(Data records)

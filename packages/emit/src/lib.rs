#![cfg_attr(feature = "fail-on-warnings", deny(warnings))]
#![warn(clippy::all, clippy::pedantic, clippy::nursery, clippy::cargo)]
#![allow(clippy::multiple_crate_versions, clippy::cargo_common_metadata)]

//! Writes one pretty-printed JSON file of venues per city.
//!
//! Each city group becomes `{city_key}.json` in the output directory: a
//! JSON object mapping venue name to venue, in first-appearance order,
//! indented with two spaces and with non-ASCII text left unescaped.
//! Existing files are overwritten. If a write fails the run stops there;
//! files already written stay on disk.

use std::fs::File;
use std::io::{BufWriter, Write as _};
use std::path::{Path, PathBuf};

use club_map_transform::{CityGroup, CityGroups};
use serde::Serialize;

/// Errors that end the emit phase.
#[derive(Debug, thiserror::Error)]
pub enum EmitError {
    /// Output file or directory could not be created or written.
    #[error("I/O error on {path}: {source}")]
    Io {
        /// Path that caused the error.
        path: String,
        /// Underlying I/O error.
        source: std::io::Error,
    },

    /// JSON serialization failed.
    #[error("JSON serialization error: {0}")]
    Json(#[from] serde_json::Error),
}

/// A city file that was written.
#[derive(Debug, Clone, PartialEq, Eq)]
pub struct WrittenFile {
    /// Full path of the file.
    pub path: PathBuf,
    /// Number of venues in it.
    pub venues: usize,
}

/// File name for a normalized city key.
#[must_use]
pub fn city_file_name(city_key: &str) -> String {
    format!("{city_key}.json")
}

/// Serializes `value` as pretty JSON into `path`, replacing any existing
/// file.
fn write_json<T: Serialize + ?Sized>(path: &Path, value: &T) -> Result<(), EmitError> {
    let io_err = |e| EmitError::Io {
        path: path.display().to_string(),
        source: e,
    };

    let file = File::create(path).map_err(io_err)?;
    let mut writer = BufWriter::new(file);
    serde_json::to_writer_pretty(&mut writer, value)?;
    writer.flush().map_err(io_err)
}

/// Writes a single city's venues to `{output_dir}/{key}.json`.
///
/// # Errors
///
/// Returns [`EmitError`] if the file cannot be created, serialized, or
/// flushed.
pub fn write_city(output_dir: &Path, group: &CityGroup) -> Result<WrittenFile, EmitError> {
    let file_name = city_file_name(&group.key);
    let path = output_dir.join(&file_name);

    write_json(&path, &group.venues)?;

    let venues = group.venues.len();
    log::info!("Created {file_name} with {venues} venue(s).");

    Ok(WrittenFile { path, venues })
}

/// Writes every city group to `output_dir`, creating the directory if
/// needed.
///
/// Files are written in city first-appearance order.
///
/// # Errors
///
/// Returns [`EmitError`] on the first directory or file failure. Files
/// written before the failure are left in place.
pub fn write_all(groups: &CityGroups, output_dir: &Path) -> Result<Vec<WrittenFile>, EmitError> {
    std::fs::create_dir_all(output_dir).map_err(|e| EmitError::Io {
        path: output_dir.display().to_string(),
        source: e,
    })?;

    let written = groups
        .iter()
        .map(|group| write_city(output_dir, group))
        .collect::<Result<Vec<_>, _>>()?;

    log::info!(
        "Wrote {} city file(s) to {}",
        written.len(),
        output_dir.display()
    );

    Ok(written)
}

/// Renders a city's venues exactly as [`write_city`] would write them.
///
/// # Errors
///
/// Returns [`EmitError::Json`] if serialization fails.
pub fn render_city(group: &CityGroup) -> Result<String, EmitError> {
    Ok(serde_json::to_string_pretty(&group.venues)?)
}

#[cfg(test)]
mod tests {
    use super::*;
    use club_map_transform::{Row, TransformOptions, transform_reader, transform_rows};
    use std::fs;

    fn scratch_dir(name: &str) -> PathBuf {
        let dir = std::env::temp_dir().join(format!("club_map_emit_{name}"));
        let _ = fs::remove_dir_all(&dir);
        dir
    }

    #[test]
    fn writes_new_york_example() {
        let rows = [
            Row::from_pairs(&[
                ("City", "New York"),
                ("name", "Joe's Bar"),
                ("lat", "40.7"),
                ("lng", "-74.0"),
                ("activities", "pool, darts"),
                ("rating", "4.5"),
                ("user_ratings_total", "120"),
            ]),
            Row::from_pairs(&[
                ("City", "New York"),
                ("name", ""),
                ("lat", ""),
                ("lng", ""),
                ("activities", ""),
                ("rating", ""),
                ("user_ratings_total", ""),
            ]),
        ];
        let output = transform_rows(&rows, &TransformOptions::default());
        let dir = scratch_dir("new_york");

        let written = write_all(&output.groups, &dir).unwrap();
        assert_eq!(
            written,
            [WrittenFile {
                path: dir.join("new_york.json"),
                venues: 2,
            }]
        );

        let text = fs::read_to_string(dir.join("new_york.json")).unwrap();
        let json: serde_json::Value = serde_json::from_str(&text).unwrap();

        let joes = &json["Joe's Bar"];
        assert_eq!(
            joes["geometry"]["location"],
            serde_json::json!({"lat": 40.7, "lng": -74.0})
        );
        assert_eq!(joes["activities"], serde_json::json!(["pool", "darts"]));
        assert_eq!(joes["rating"], serde_json::json!(4.5));
        assert_eq!(joes["user_ratings_total"], serde_json::json!(120));

        let unnamed = &json["venue_1"];
        assert_eq!(
            unnamed["geometry"]["location"],
            serde_json::json!({"lat": 0.0, "lng": 0.0})
        );
        assert_eq!(unnamed["rating"], serde_json::json!(0.0));
        assert_eq!(unnamed["user_ratings_total"], serde_json::json!(0));
        assert_eq!(unnamed["activities"], serde_json::json!([]));

        assert!(text.find("\"Joe's Bar\"").unwrap() < text.find("\"venue_1\"").unwrap());

        let _ = fs::remove_dir_all(&dir);
    }

    #[test]
    fn writes_pretty_utf8_without_escaping() {
        let csv = "City,name,description\nMünchen,Café Olé,Größte Bar\n";
        let output = transform_reader(csv.as_bytes(), &TransformOptions::default()).unwrap();
        let group = output.groups.get("mnchen").unwrap();

        let text = render_city(group).unwrap();
        assert!(text.contains("\"Café Olé\""), "{text}");
        assert!(text.contains("Größte Bar"));
        assert!(text.starts_with("{\n  \"Café Olé\": {\n    \"formatted_address\""));
        assert!(!text.contains("\\u"));
    }

    #[test]
    fn writes_one_file_per_city_and_overwrites() {
        let csv = "City,name\nRome,A\nMilan,B\nRome,C\n";
        let output = transform_reader(csv.as_bytes(), &TransformOptions::default()).unwrap();
        let dir = scratch_dir("per_city");
        fs::create_dir_all(&dir).unwrap();
        fs::write(dir.join("rome.json"), "stale").unwrap();

        let written = write_all(&output.groups, &dir).unwrap();
        let names: Vec<_> = written
            .iter()
            .map(|w| w.path.file_name().unwrap().to_string_lossy().into_owned())
            .collect();
        assert_eq!(names, ["rome.json", "milan.json"]);
        assert_eq!(written[0].venues, 2);

        let rome = fs::read_to_string(dir.join("rome.json")).unwrap();
        assert_eq!(rome, render_city(output.groups.get("rome").unwrap()).unwrap());

        let _ = fs::remove_dir_all(&dir);
    }

    #[test]
    fn write_failure_is_an_error() {
        let csv = "City,name\nRome,A\n";
        let output = transform_reader(csv.as_bytes(), &TransformOptions::default()).unwrap();
        let dir = scratch_dir("blocked");
        fs::create_dir_all(&dir).unwrap();
        fs::create_dir_all(dir.join("rome.json")).unwrap();

        assert!(matches!(
            write_all(&output.groups, &dir),
            Err(EmitError::Io { .. })
        ));

        let _ = fs::remove_dir_all(&dir);
    }
}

(End Data records)

> _Exercise_: Copy out the lines above word for word, stopping after the line containing "output directory: a".

> _Reply_:
filename packages/emit/src/lib.rs
#![cfg_attr(feature = "fail-on-warnings", deny(warnings))]
#![warn(clippy::all, clippy::pedantic, clippy::nursery, clippy::cargo)]
#![allow(clippy::multiple_crate_versions, clippy::cargo_common_metadata)]

//! Writes one pretty-printed JSON file of venues per city.
//!
//! Each city group becomes `{city_key}.json` in the output directory: a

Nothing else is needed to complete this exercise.